My husband turns the big 3 0 in just a few short weeks, so I have been thinking about him a lot more than usual. Not a good thing, not a bad thing, it is what it is. In pondering his turning 30, I realized that in just a few short months after this epic birthday, he and I will have been together for 10 years. That poor bastard has spent 1/3 of his life with me. I think I am going to need to buy him a bigger gift....oh yeah, he got a truck, he is not getting a gift this year. Back to the point. I wanted to share with you the start of our relationship almost 10 years ago. A time when I was a lot more fun and we actually enjoyed each other's company.
I come from a very small community where there is not a whole lot to do for teenagers but drink and "cruise" around...preferably not at the same time or together, but since I was a kid who did
not actually drink in high school I had to partake in a lot of "cruising the loop." Cruising the loop consisted of driving in a big loop through the main part of the town my high school was in. Oh joy, oh goodie, right turn again. *Gasp* We took a left turn??!??! This is unchartered territory folks, let the fun begin.

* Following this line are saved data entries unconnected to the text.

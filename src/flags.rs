//! Per-node query flags.
//!
//! A node's structural kind is a closed [`Kind`]; its command modifiers and
//! path-position bits live in the orthogonal [`Mode`] set. The numeric
//! payload (array index) and the sequence number sit beside them in
//! [`Flags`]. [`Flags::word`] packs all four regions into one 64-bit word
//! for compact display and hashing.

use std::fmt;

/// A path holds fewer than this many nodes.
pub const MAX_DEPTH: usize = 255;

const SEQ_SHIFT: u32 = 32;
const MODE_SHIFT: u32 = 40;
const KIND_SHIFT: u32 = 56;

/// Structural kind of a query node.
#[derive(Debug, Clone, Copy, PartialEq, Eq, Hash, PartialOrd, Ord)]
pub enum Kind {
    Object,
    Array,
}

bitflags::bitflags! {
    /// Independent mode bits of a query node.
    #[derive(Debug, Clone, Copy, PartialEq, Eq, Hash)]
    pub struct Mode: u32 {
        /// `#`: the node addresses the current value.
        const SELF = 1 << 0;
        /// `=`: an existing leaf may be replaced.
        const OVERWRITE = 1 << 1;
        /// The result position is not fixed ahead of time (append).
        const INDETERMINISTIC = 1 << 2;
        /// `?`: a missing segment resolves to nil.
        const MAYBE = 1 << 3;
        /// `$`: missing containers are created.
        const MAKE = 1 << 4;
        /// `+`: push onto an array.
        const APPEND = 1 << 5;
        /// `!`: remove the target.
        const DELETE = 1 << 6;
        /// Query has a source and a destination segment.
        const MOVE = 1 << 7;
        /// Last node of the source segment.
        const MOVE_MARKER = 1 << 8;
        const ROOT = 1 << 9;
        const LEAF = 1 << 10;
        /// Path of length one.
        const SINGLE = 1 << 11;
        /// Query carries a write command somewhere.
        const WRITE = 1 << 12;
        /// Bracketed key resolved at evaluation time.
        const SUBQUERY = 1 << 13;
    }
}

impl Default for Mode {
    fn default() -> Self {
        Mode::empty()
    }
}

/// Commands a user can write in a token.
pub const COMMANDS: Mode = Mode::SELF
    .union(Mode::OVERWRITE)
    .union(Mode::MAYBE)
    .union(Mode::MAKE)
    .union(Mode::APPEND)
    .union(Mode::DELETE);

/// Commands that turn a query into a write query.
pub const WRITE_COMMANDS: Mode = Mode::OVERWRITE
    .union(Mode::MAKE)
    .union(Mode::APPEND)
    .union(Mode::DELETE);

// Rendering order of the command prefix. `!` must lead so the rebuilt text
// passes the first-command rule again.
const PREFIX: [(Mode, char); 6] = [
    (Mode::DELETE, '!'),
    (Mode::OVERWRITE, '='),
    (Mode::MAYBE, '?'),
    (Mode::APPEND, '+'),
    (Mode::MAKE, '$'),
    (Mode::SELF, '#'),
];

/// Command character for a single command bit.
pub fn command_char(command: Mode) -> char {
    PREFIX
        .iter()
        .find(|(mode, _)| command.contains(*mode))
        .map_or('?', |(_, c)| *c)
}

/// Kind, mode, index value and sequence of one node.
#[derive(Debug, Clone, Copy, PartialEq, Eq, Hash)]
pub struct Flags {
    kind: Kind,
    mode: Mode,
    commands: Mode,
    value: u32,
    seq: u8,
}

impl Flags {
    pub(crate) fn new(kind: Kind, commands: Mode, value: u32, seq: u8) -> Self {
        let commands = commands.intersection(COMMANDS);
        Self {
            kind,
            mode: commands,
            commands,
            value,
            seq,
        }
    }

    pub(crate) fn insert(&mut self, mode: Mode) {
        self.mode.insert(mode);
    }

    pub fn kind(&self) -> Kind {
        self.kind
    }

    /// Effective mode bits after path post-processing.
    pub fn mode(&self) -> Mode {
        self.mode
    }

    /// Commands as written in the node's token.
    pub fn commands(&self) -> Mode {
        self.commands
    }

    pub fn value(&self) -> u32 {
        self.value
    }

    pub fn seq(&self) -> usize {
        usize::from(self.seq)
    }

    pub fn is_array(&self) -> bool {
        self.kind == Kind::Array
    }

    pub fn is_object(&self) -> bool {
        self.kind == Kind::Object
    }

    pub fn is_self(&self) -> bool {
        self.mode.contains(Mode::SELF)
    }

    pub fn is_overwrite(&self) -> bool {
        self.mode.contains(Mode::OVERWRITE)
    }

    pub fn is_indeterministic(&self) -> bool {
        self.mode.contains(Mode::INDETERMINISTIC)
    }

    pub fn is_maybe(&self) -> bool {
        self.mode.contains(Mode::MAYBE)
    }

    pub fn is_make(&self) -> bool {
        self.mode.contains(Mode::MAKE)
    }

    pub fn is_append(&self) -> bool {
        self.mode.contains(Mode::APPEND)
    }

    pub fn is_delete(&self) -> bool {
        self.mode.contains(Mode::DELETE)
    }

    pub fn is_move(&self) -> bool {
        self.mode.contains(Mode::MOVE)
    }

    pub fn is_move_marker(&self) -> bool {
        self.mode.contains(Mode::MOVE_MARKER)
    }

    pub fn is_root(&self) -> bool {
        self.mode.contains(Mode::ROOT)
    }

    pub fn is_leaf(&self) -> bool {
        self.mode.contains(Mode::LEAF)
    }

    pub fn is_single(&self) -> bool {
        self.mode.contains(Mode::SINGLE)
    }

    pub fn is_write(&self) -> bool {
        self.mode.contains(Mode::WRITE)
    }

    pub fn is_subquery(&self) -> bool {
        self.mode.contains(Mode::SUBQUERY)
    }

    /// Command prefix that re-derives the written commands, e.g. `=?`.
    pub fn prefix(&self) -> String {
        Self::prefix_of(self.commands)
    }

    pub(crate) fn prefix_of(commands: Mode) -> String {
        PREFIX
            .iter()
            .filter(|(mode, _)| commands.contains(*mode))
            .map(|(_, c)| *c)
            .collect()
    }

    /// All regions packed: value (bits 0-31), sequence (32-39), mode
    /// (40-53), kind (56 object, 57 array).
    pub fn word(&self) -> u64 {
        let kind = match self.kind {
            Kind::Object => 1u64 << KIND_SHIFT,
            Kind::Array => 1u64 << (KIND_SHIFT + 1),
        };
        u64::from(self.value)
            | u64::from(self.seq) << SEQ_SHIFT
            | u64::from(self.mode.bits()) << MODE_SHIFT
            | kind
    }
}

impl fmt::Display for Flags {
    fn fmt(&self, f: &mut fmt::Formatter<'_>) -> fmt::Result {
        write!(f, "{:#018x}", self.word())
    }
}
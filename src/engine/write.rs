use std::collections::btree_map::Entry;

use super::{blank_for, key, read, Key};
use crate::datum::Datum;
use crate::errors::{Error, ParseError, Result, WriteError};
use crate::query::Query;
use crate::types::Type;

/// Write `value` at `query`, returning the new root.
pub fn set(root: &Datum, query: &Query, value: Datum) -> Result<Datum> {
    if query.is_delete() {
        return Err(WriteError::UnexpectedValue(query.spec().to_string()).into());
    }
    if query.is_move() {
        return Err(ParseError::NotWritable(query.spec().to_string()).into());
    }
    let mut out = root.clone();
    assign(root, &mut out, query, value)?;
    Ok(out)
}

/// Remove the value at `query`. Array elements after it shift down. A target
/// that does not exist leaves the tree unchanged.
pub fn delete(root: &Datum, query: &Query) -> Result<Datum> {
    if query.is_move() {
        return Err(ParseError::NotWritable(query.spec().to_string()).into());
    }
    match read::walk(root, root, query) {
        Ok(Some(_)) => {}
        Ok(None) | Err(Error::Read(_)) => return Ok(root.clone()),
        Err(e) => return Err(e),
    }
    let mut out = root.clone();
    remove(root, &mut out, query)?;
    Ok(out)
}

/// Relocate the value addressed by the source segment of a move query to
/// its destination segment.
pub fn move_value(root: &Datum, query: &Query) -> Result<Datum> {
    if !query.is_move() {
        return Err(WriteError::UnsegmentedMove(query.spec().to_string()).into());
    }
    let (source, destination) = query.segments()?;
    let value = read::get(root, &source)?;
    let without = delete(root, &source)?;
    set(&without, &destination, value)
}

/// Run whichever write `query` describes. Delete and move queries take no
/// value; every other query needs one.
pub fn apply(root: &Datum, query: &Query, value: Option<Datum>) -> Result<Datum> {
    let valueless = query.is_delete() || query.is_move();
    match value {
        Some(_) if valueless => Err(WriteError::UnexpectedValue(query.spec().to_string()).into()),
        Some(value) => set(root, query, value),
        None if query.is_delete() => delete(root, query),
        None if query.is_move() => move_value(root, query),
        None => Err(WriteError::UnexpectedValue(query.spec().to_string()).into()),
    }
}

fn cast(expected: Type, found: &Datum) -> Error {
    WriteError::TypeCast {
        expected,
        found: found.type_tag(),
    }
    .into()
}

fn assign(root: &Datum, current: &mut Datum, node: &Query, value: Datum) -> Result<()> {
    match key(root, node)? {
        Key::Current => {
            if !node.is_leaf() {
                return assign(root, current, &node.next(), value);
            }
            if !current.is_nil() && !node.is_overwrite() {
                return Err(WriteError::ImplicitOverwrite(node.to_string()).into());
            }
            *current = value;
            Ok(())
        }
        Key::Attr(name) => {
            if current.is_nil() && node.is_make() {
                *current = Datum::object();
            }
            let Some(map) = current.object_mut() else {
                return Err(cast(Type::OBJECT, current));
            };
            if node.is_leaf() {
                match map.entry(name.into_owned()) {
                    Entry::Occupied(_) if !node.is_overwrite() => {
                        Err(WriteError::ImplicitOverwrite(node.to_string()).into())
                    }
                    Entry::Occupied(mut slot) => {
                        slot.insert(value);
                        Ok(())
                    }
                    Entry::Vacant(slot) => {
                        slot.insert(value);
                        Ok(())
                    }
                }
            } else {
                let next = node.next();
                let child = match map.entry(name.into_owned()) {
                    Entry::Occupied(slot) => slot.into_mut(),
                    Entry::Vacant(slot) if node.is_make() => slot.insert(blank_for(root, &next)?),
                    Entry::Vacant(slot) => return Err(WriteError::MissingKey(slot.into_key()).into()),
                };
                assign(root, child, &next, value)
            }
        }
        Key::Index(index) => {
            if index == 0 && current.is_zero_container() && (node.is_make() || node.is_leaf()) {
                let slot = if node.is_leaf() {
                    value
                } else {
                    let next = node.next();
                    let mut slot = blank_for(root, &next)?;
                    assign(root, &mut slot, &next, value)?;
                    slot
                };
                *current = Datum::array(vec![slot]);
                return Ok(());
            }
            if current.is_nil() && node.is_make() {
                *current = Datum::array(Vec::new());
            }
            let Some(items) = current.array_mut() else {
                return Err(cast(Type::ARRAY, current));
            };
            let Some(slot) = items.get_mut(index) else {
                return Err(WriteError::MissingKey(index.to_string()).into());
            };
            if node.is_leaf() {
                *slot = value;
                return Ok(());
            }
            assign(root, slot, &node.next(), value)
        }
        Key::Append => {
            if current.is_nil() {
                *current = Datum::array(Vec::new());
            }
            let Some(items) = current.array_mut() else {
                return Err(cast(Type::ARRAY, current));
            };
            if node.is_leaf() {
                items.push(value);
                return Ok(());
            }
            let next = node.next();
            let mut slot = blank_for(root, &next)?;
            assign(root, &mut slot, &next, value)?;
            items.push(slot);
            Ok(())
        }
    }
}

fn remove(root: &Datum, current: &mut Datum, node: &Query) -> Result<()> {
    let selected = key(root, node)?;
    if node.is_leaf() {
        match selected {
            Key::Current => *current = Datum::nil(),
            Key::Attr(name) => {
                if let Some(map) = current.object_mut() {
                    map.remove(name.as_ref());
                }
            }
            Key::Index(index) => {
                if let Some(items) = current.array_mut().filter(|items| index < items.len()) {
                    items.remove(index);
                }
            }
            Key::Append => {}
        }
        return Ok(());
    }
    let child = match selected {
        Key::Current => Some(current),
        Key::Attr(name) => current.object_mut().and_then(|map| map.get_mut(name.as_ref())),
        Key::Index(index) => current.array_mut().and_then(|items| items.get_mut(index)),
        Key::Append => None,
    };
    match child {
        Some(child) => remove(root, child, &node.next()),
        None => Ok(()),
    }
}
use thiserror::Error;

use crate::types::Type;

/// Failures raised while scanning a query specification.
#[derive(Debug, Clone, PartialEq, Eq, Error)]
pub enum ParseError {
    #[error("empty query")]
    Empty,

    #[error("duplicated command '{command}' at position {position}")]
    Duplicated { command: char, position: usize },

    #[error("command '{command}' conflicts with '{other}' at position {position}")]
    Conflicting {
        command: char,
        other: char,
        position: usize,
    },

    #[error("unexpected token '{token}' at position {position}")]
    UnexpectedToken { token: char, position: usize },

    #[error("unexpected number of segments: {0} (expected 0 or 2)")]
    UnexpectedSegments(usize),

    #[error("query nesting exceeds maximum depth of {max}")]
    TooDeep { max: usize },

    #[error("index '{0}' does not fit the value region")]
    IndexOverflow(String),

    #[error("query '{0}' is not writable")]
    NotWritable(String),
}

/// Failures raised while building a datum from external data.
#[derive(Debug, Error)]
pub enum MakeError {
    #[error("unexpected type {0} for construction")]
    UnexpectedType(Type),

    #[error("invalid source value: {0}")]
    InvalidSource(String),

    #[error("query '{0}' is prohibited during construction")]
    Prohibited(String),

    #[error("duplicate key '{0}'")]
    DuplicateKey(String),

    #[error("marshal error: {0}")]
    Marshal(String),

    #[error("unmarshal error: {0}")]
    Unmarshal(#[from] serde_json::Error),
}

/// Failures raised while reading through a query.
#[derive(Debug, Clone, PartialEq, Eq, Error)]
pub enum ReadError {
    #[error("query '{0}' is indeterministic")]
    Indeterministic(String),

    #[error("query '{0}' is not readonly")]
    NotReadonly(String),

    #[error("index {index} out of bounds (len {len})")]
    OutOfBounds { index: usize, len: usize },

    #[error("missing key '{0}'")]
    MissingKey(String),

    #[error("unexpected type: expected {expected}, found {found}")]
    UnexpectedType { expected: Type, found: Type },

    #[error("integer overflow converting {0}")]
    IntegerOverflow(String),
}

/// Failures raised while writing through a query.
#[derive(Debug, Clone, PartialEq, Eq, Error)]
pub enum WriteError {
    #[error("missing key '{0}'")]
    MissingKey(String),

    #[error("implicit overwrite of '{0}'")]
    ImplicitOverwrite(String),

    #[error("query '{0}' is not a two-segment move query")]
    UnsegmentedMove(String),

    #[error("unexpected value for query '{0}'")]
    UnexpectedValue(String),

    #[error("cannot cast {found} to {expected}")]
    TypeCast { expected: Type, found: Type },
}

/// Failures raised while merging two datums.
#[derive(Debug, Clone, PartialEq, Eq, Error)]
pub enum MergeError {
    #[error("incompatible types at '{path}': {left} vs {right}")]
    IncompatibleTypes { path: String, left: Type, right: Type },

    #[error("clashing keys at '{0}'")]
    ClashingKeys(String),

    #[error("merge not supported for arrays at '{0}'")]
    UnsupportedArrayMerge(String),
}

/// Failures raised while reading a type tag.
#[derive(Debug, Clone, PartialEq, Eq, Error)]
pub enum TypeError {
    #[error("unparseable type '{0}'")]
    Unparseable(String),
}

#[derive(Debug, Error)]
pub enum Error {
    #[error("parse error: {0}")]
    Parse(#[from] ParseError),

    #[error("make error: {0}")]
    Make(#[from] MakeError),

    #[error("read error: {0}")]
    Read(#[from] ReadError),

    #[error("write error: {0}")]
    Write(#[from] WriteError),

    #[error("merge error: {0}")]
    Merge(#[from] MergeError),

    #[error("type error: {0}")]
    Type(#[from] TypeError),
}

// Type alias for results that use `Error` as the error type
pub type Result<T> = std::result::Result<T, Error>;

Anyway, it was my Sophomore year in high school and I was super cool because I was getting to cruise with a senior. During one part of our circle while listening to "California Dreaming" (the bass was turned up so loud in this car you couldn't hear parts of the chorus mind you), we saw/heard a very loud, dark green Ford F150 truck headed our way. I didn't know this truck because I had never seen it at school. Both drivers recognized each other and pulled over to chat. I got introduced to this guy by his last name and that was that.
Fast foward a week and find me cruising again with my best friend. A douche bag classmate of mine is chucking change at my car every time we pass each other, which is just not cool, and what did I see/hear? A big, loud, dark green Ford F150 pulling up to town.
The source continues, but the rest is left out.